Description of the task
Could you please find each line in the records that contains the word "definition" and copy it?

======== Data for analysis

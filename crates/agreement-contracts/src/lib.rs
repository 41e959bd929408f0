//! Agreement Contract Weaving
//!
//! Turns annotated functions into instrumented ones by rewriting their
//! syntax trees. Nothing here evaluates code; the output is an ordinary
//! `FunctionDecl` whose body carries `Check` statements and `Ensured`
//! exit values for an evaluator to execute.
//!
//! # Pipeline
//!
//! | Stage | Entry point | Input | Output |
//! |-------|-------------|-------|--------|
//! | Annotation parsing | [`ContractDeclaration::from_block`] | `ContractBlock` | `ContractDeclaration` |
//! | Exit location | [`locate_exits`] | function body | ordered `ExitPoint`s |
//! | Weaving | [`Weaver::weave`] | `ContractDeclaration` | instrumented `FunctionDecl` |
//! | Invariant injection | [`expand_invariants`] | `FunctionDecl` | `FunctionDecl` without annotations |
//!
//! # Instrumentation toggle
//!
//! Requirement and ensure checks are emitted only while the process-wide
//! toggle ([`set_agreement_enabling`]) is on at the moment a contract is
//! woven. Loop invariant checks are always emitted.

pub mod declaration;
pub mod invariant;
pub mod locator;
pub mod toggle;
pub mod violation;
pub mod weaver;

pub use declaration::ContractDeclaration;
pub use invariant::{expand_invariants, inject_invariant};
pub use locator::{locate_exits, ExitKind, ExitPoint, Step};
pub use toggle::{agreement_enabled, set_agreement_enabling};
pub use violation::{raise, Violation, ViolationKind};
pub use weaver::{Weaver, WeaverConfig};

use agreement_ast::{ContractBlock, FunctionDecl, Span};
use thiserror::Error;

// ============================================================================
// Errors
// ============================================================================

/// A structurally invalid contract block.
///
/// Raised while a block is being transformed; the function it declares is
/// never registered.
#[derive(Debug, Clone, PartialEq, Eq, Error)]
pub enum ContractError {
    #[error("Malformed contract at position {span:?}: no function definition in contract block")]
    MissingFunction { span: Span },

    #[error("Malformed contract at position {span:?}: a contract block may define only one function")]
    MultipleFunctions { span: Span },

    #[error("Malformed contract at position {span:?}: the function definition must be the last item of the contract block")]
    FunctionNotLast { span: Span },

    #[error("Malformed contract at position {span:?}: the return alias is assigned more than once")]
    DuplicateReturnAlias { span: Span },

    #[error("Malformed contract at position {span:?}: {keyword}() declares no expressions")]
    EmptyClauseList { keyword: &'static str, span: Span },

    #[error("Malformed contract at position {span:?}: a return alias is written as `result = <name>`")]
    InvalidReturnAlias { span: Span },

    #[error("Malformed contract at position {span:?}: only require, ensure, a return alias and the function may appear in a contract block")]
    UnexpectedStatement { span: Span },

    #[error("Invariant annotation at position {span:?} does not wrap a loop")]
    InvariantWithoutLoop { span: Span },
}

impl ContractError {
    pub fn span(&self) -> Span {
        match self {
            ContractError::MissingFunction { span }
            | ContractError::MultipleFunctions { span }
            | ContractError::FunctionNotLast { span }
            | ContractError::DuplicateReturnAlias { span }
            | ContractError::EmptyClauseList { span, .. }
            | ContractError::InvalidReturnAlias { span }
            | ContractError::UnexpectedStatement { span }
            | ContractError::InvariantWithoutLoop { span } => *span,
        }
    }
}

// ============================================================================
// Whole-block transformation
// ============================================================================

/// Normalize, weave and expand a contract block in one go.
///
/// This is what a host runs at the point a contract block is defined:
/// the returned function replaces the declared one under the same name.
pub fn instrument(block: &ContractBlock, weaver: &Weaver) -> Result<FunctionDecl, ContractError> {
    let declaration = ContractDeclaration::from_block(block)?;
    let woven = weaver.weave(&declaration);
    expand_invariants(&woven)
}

================

Result
    #[error("Malformed contract at position {span:?}: no function definition in contract block")]
    #[error("Malformed contract at position {span:?}: the function definition must be the last item of the contract block")]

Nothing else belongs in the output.